- [RECORDS PROVIDED]:
▬▬▬▬▬▬

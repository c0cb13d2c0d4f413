//! Web 路由处理器
//!
//! 笔记服务是同步的（redb 写事务会落盘），所有服务调用都放到阻塞线程上执行。

use std::sync::Arc;

use axum::{
    body::Bytes,
    extract::{rejection::JsonRejection, Json as ExtractJson, Path, State},
    http::{header, StatusCode},
    response::{IntoResponse, Json},
};
use tokio::task;

use crate::error::{helpers::validation_error, NoteError, NoteResult};
use crate::model::{NewNote, Note, NoteChanges, NoteId};
use crate::service::NoteService;
use crate::web::types::{
    api_error, ApiError, AppState, HealthResponse, StatsResponse, TranslateAccepted,
    TranslateRequest,
};

/// 在阻塞线程上调用笔记服务
async fn with_service<T, F>(state: &AppState, call: F) -> Result<T, ApiError>
where
    F: FnOnce(&NoteService) -> NoteResult<T> + Send + 'static,
    T: Send + 'static,
{
    let service = Arc::clone(&state.service);
    task::spawn_blocking(move || call(&service))
        .await
        .map_err(|e| api_error(NoteError::Internal(format!("处理线程异常退出: {}", e))))?
        .map_err(api_error)
}

/// 请求体无法解析时按输入错误返回 400
fn json_body<T>(payload: Result<ExtractJson<T>, JsonRejection>) -> Result<T, ApiError> {
    payload
        .map(|ExtractJson(value)| value)
        .map_err(|rejection| api_error(validation_error(rejection.body_text())))
}

/// 列出全部笔记，按创建时间倒序
pub async fn list_notes(
    State(state): State<Arc<AppState>>,
) -> Result<Json<Vec<Note>>, ApiError> {
    with_service(&state, |service| service.list())
        .await
        .map(Json)
}

/// 创建笔记
pub async fn create_note(
    State(state): State<Arc<AppState>>,
    payload: Result<ExtractJson<NewNote>, JsonRejection>,
) -> Result<(StatusCode, Json<Note>), ApiError> {
    let request = json_body(payload)?;
    let note = with_service(&state, move |service| service.create(request)).await?;
    Ok((StatusCode::CREATED, Json(note)))
}

/// 读取笔记
///
/// 直接返回缓存中的序列化快照，不再重新编码。
pub async fn get_note(
    State(state): State<Arc<AppState>>,
    Path(id): Path<NoteId>,
) -> Result<impl IntoResponse, ApiError> {
    let snapshot = with_service(&state, move |service| service.read(id)).await?;
    Ok((
        [(header::CONTENT_TYPE, "application/json")],
        snapshot.into_string(),
    ))
}

/// 整体更新笔记
pub async fn replace_note(
    State(state): State<Arc<AppState>>,
    Path(id): Path<NoteId>,
    payload: Result<ExtractJson<NewNote>, JsonRejection>,
) -> Result<Json<Note>, ApiError> {
    let request = json_body(payload)?;
    with_service(&state, move |service| {
        service.update(id, NoteChanges::from(request))
    })
    .await
    .map(Json)
}

/// 部分更新笔记
pub async fn patch_note(
    State(state): State<Arc<AppState>>,
    Path(id): Path<NoteId>,
    payload: Result<ExtractJson<NoteChanges>, JsonRejection>,
) -> Result<Json<Note>, ApiError> {
    let changes = json_body(payload)?;
    with_service(&state, move |service| service.update(id, changes))
        .await
        .map(Json)
}

/// 删除笔记
pub async fn delete_note(
    State(state): State<Arc<AppState>>,
    Path(id): Path<NoteId>,
) -> Result<StatusCode, ApiError> {
    with_service(&state, move |service| service.delete(id)).await?;
    Ok(StatusCode::NO_CONTENT)
}

/// 提交翻译任务
///
/// 请求体缺失或无法解析时按未提供目标语言处理。
pub async fn translate_note(
    State(state): State<Arc<AppState>>,
    Path(id): Path<NoteId>,
    body: Bytes,
) -> Result<(StatusCode, Json<TranslateAccepted>), ApiError> {
    let request: TranslateRequest = serde_json::from_slice(&body).unwrap_or_default();
    let target_language = request.target_language.unwrap_or_default();

    let job_id = with_service(&state, move |service| {
        service.request_translation(id, &target_language)
    })
    .await?;

    Ok((
        StatusCode::ACCEPTED,
        Json(TranslateAccepted {
            message: "Translation task started.",
            job_id,
        }),
    ))
}

/// 统计信息
pub async fn get_stats(State(state): State<Arc<AppState>>) -> Json<StatsResponse> {
    let cache = state.service.cache().stats();
    Json(StatsResponse {
        cache_hit_rate: cache.hit_rate(),
        cache,
        service: state.service.stats().snapshot(),
        worker: state.worker_stats.snapshot(),
        dead_letters: state.dead_letters.snapshot(),
    })
}

/// 健康检查
pub async fn health() -> Json<HealthResponse> {
    Json(HealthResponse {
        status: "ok",
        version: env!("CARGO_PKG_VERSION"),
    })
}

▬▬▬▬▬▬

- [ASSIGNMENT]:
The full set of entries should be copied out exactly as given.

- [SOLVED EXERCISE]:
repository c0cb13d2c0d4f413
//! Web 路由处理器
//!
//! 笔记服务是同步的（redb 写事务会落盘），所有服务调用都放到阻塞线程上执行。

use std::sync::Arc;

use axum::{
    body::Bytes,
    extract::{rejection::JsonRejection, Json as ExtractJson, Path, State},
    http::{header, StatusCode},
    response::{IntoResponse, Json},
};
use tokio::task;

use crate::error::{helpers::validation_error, NoteError, NoteResult};
use crate::model::{NewNote, Note, NoteChanges, NoteId};
use crate::service::NoteService;
use crate::web::types::{
    api_error, ApiError, AppState, HealthResponse, StatsResponse, TranslateAccepted,
    TranslateRequest,
};

/// 在阻塞线程上调用笔记服务
async fn with_service<T, F>(state: &AppState, call: F) -> Result<T, ApiError>
where
    F: FnOnce(&NoteService) -> NoteResult<T> + Send + 'static,
    T: Send + 'static,
{
    let service = Arc::clone(&state.service);
    task::spawn_blocking(move || call(&service))
        .await
        .map_err(|e| api_error(NoteError::Internal(format!("处理线程异常退出: {}", e))))?
        .map_err(api_error)
}

/// 请求体无法解析时按输入错误返回 400
fn json_body<T>(payload: Result<ExtractJson<T>, JsonRejection>) -> Result<T, ApiError> {
    payload
        .map(|ExtractJson(value)| value)
        .map_err(|rejection| api_error(validation_error(rejection.body_text())))
}

/// 列出全部笔记，按创建时间倒序
pub async fn list_notes(
    State(state): State<Arc<AppState>>,
) -> Result<Json<Vec<Note>>, ApiError> {
    with_service(&state, |service| service.list())
        .await
        .map(Json)
}

/// 创建笔记
pub async fn create_note(
    State(state): State<Arc<AppState>>,
    payload: Result<ExtractJson<NewNote>, JsonRejection>,
) -> Result<(StatusCode, Json<Note>), ApiError> {
    let request = json_body(payload)?;
    let note = with_service(&state, move |service| service.create(request)).await?;
    Ok((StatusCode::CREATED, Json(note)))
}

/// 读取笔记
///
/// 直接返回缓存中的序列化快照，不再重新编码。
pub async fn get_note(
    State(state): State<Arc<AppState>>,
    Path(id): Path<NoteId>,
) -> Result<impl IntoResponse, ApiError> {
    let snapshot = with_service(&state, move |service| service.read(id)).await?;
    Ok((
        [(header::CONTENT_TYPE, "application/json")],
        snapshot.into_string(),
    ))
}

/// 整体更新笔记
pub async fn replace_note(
    State(state): State<Arc<AppState>>,
    Path(id): Path<NoteId>,
    payload: Result<ExtractJson<NewNote>, JsonRejection>,
) -> Result<Json<Note>, ApiError> {
    let request = json_body(payload)?;
    with_service(&state, move |service| {
        service.update(id, NoteChanges::from(request))
    })
    .await
    .map(Json)
}

/// 部分更新笔记
pub async fn patch_note(
    State(state): State<Arc<AppState>>,
    Path(id): Path<NoteId>,
    payload: Result<ExtractJson<NoteChanges>, JsonRejection>,
) -> Result<Json<Note>, ApiError> {
    let changes = json_body(payload)?;
    with_service(&state, move |service| service.update(id, changes))
        .await
        .map(Json)
}

/// 删除笔记
pub async fn delete_note(
    State(state): State<Arc<AppState>>,
    Path(id): Path<NoteId>,
) -> Result<StatusCode, ApiError> {
    with_service(&state, move |service| service.delete(id)).await?;
    Ok(StatusCode::NO_CONTENT)
}

/// 提交翻译任务
///
/// 请求体缺失或无法解析时按未提供目标语言处理。
pub async fn translate_note(
    State(state): State<Arc<AppState>>,
    Path(id): Path<NoteId>,
    body: Bytes,
) -> Result<(StatusCode, Json<TranslateAccepted>), ApiError> {
    let request: TranslateRequest = serde_json::from_slice(&body).unwrap_or_default();
    let target_language = request.target_language.unwrap_or_default();

    let job_id = with_service(&state, move |service| {
        service.request_translation(id, &target_language)
    })
    .await?;

    Ok((
        StatusCode::ACCEPTED,
        Json(TranslateAccepted {
            message: "Translation task started.",
            job_id,
        }),
    ))
}

/// 统计信息
pub async fn get_stats(State(state): State<Arc<AppState>>) -> Json<StatsResponse> {
    let cache = state.service.cache().stats();
    Json(StatsResponse {
        cache_hit_rate: cache.hit_rate(),
        cache,
        service: state.service.stats().snapshot(),
        worker: state.worker_stats.snapshot(),
        dead_letters: state.dead_letters.snapshot(),
    })
}

/// 健康检查
pub async fn health() -> Json<HealthResponse> {
    Json(HealthResponse {
        status: "ok",
        version: env!("CARGO_PKG_VERSION"),
    })
}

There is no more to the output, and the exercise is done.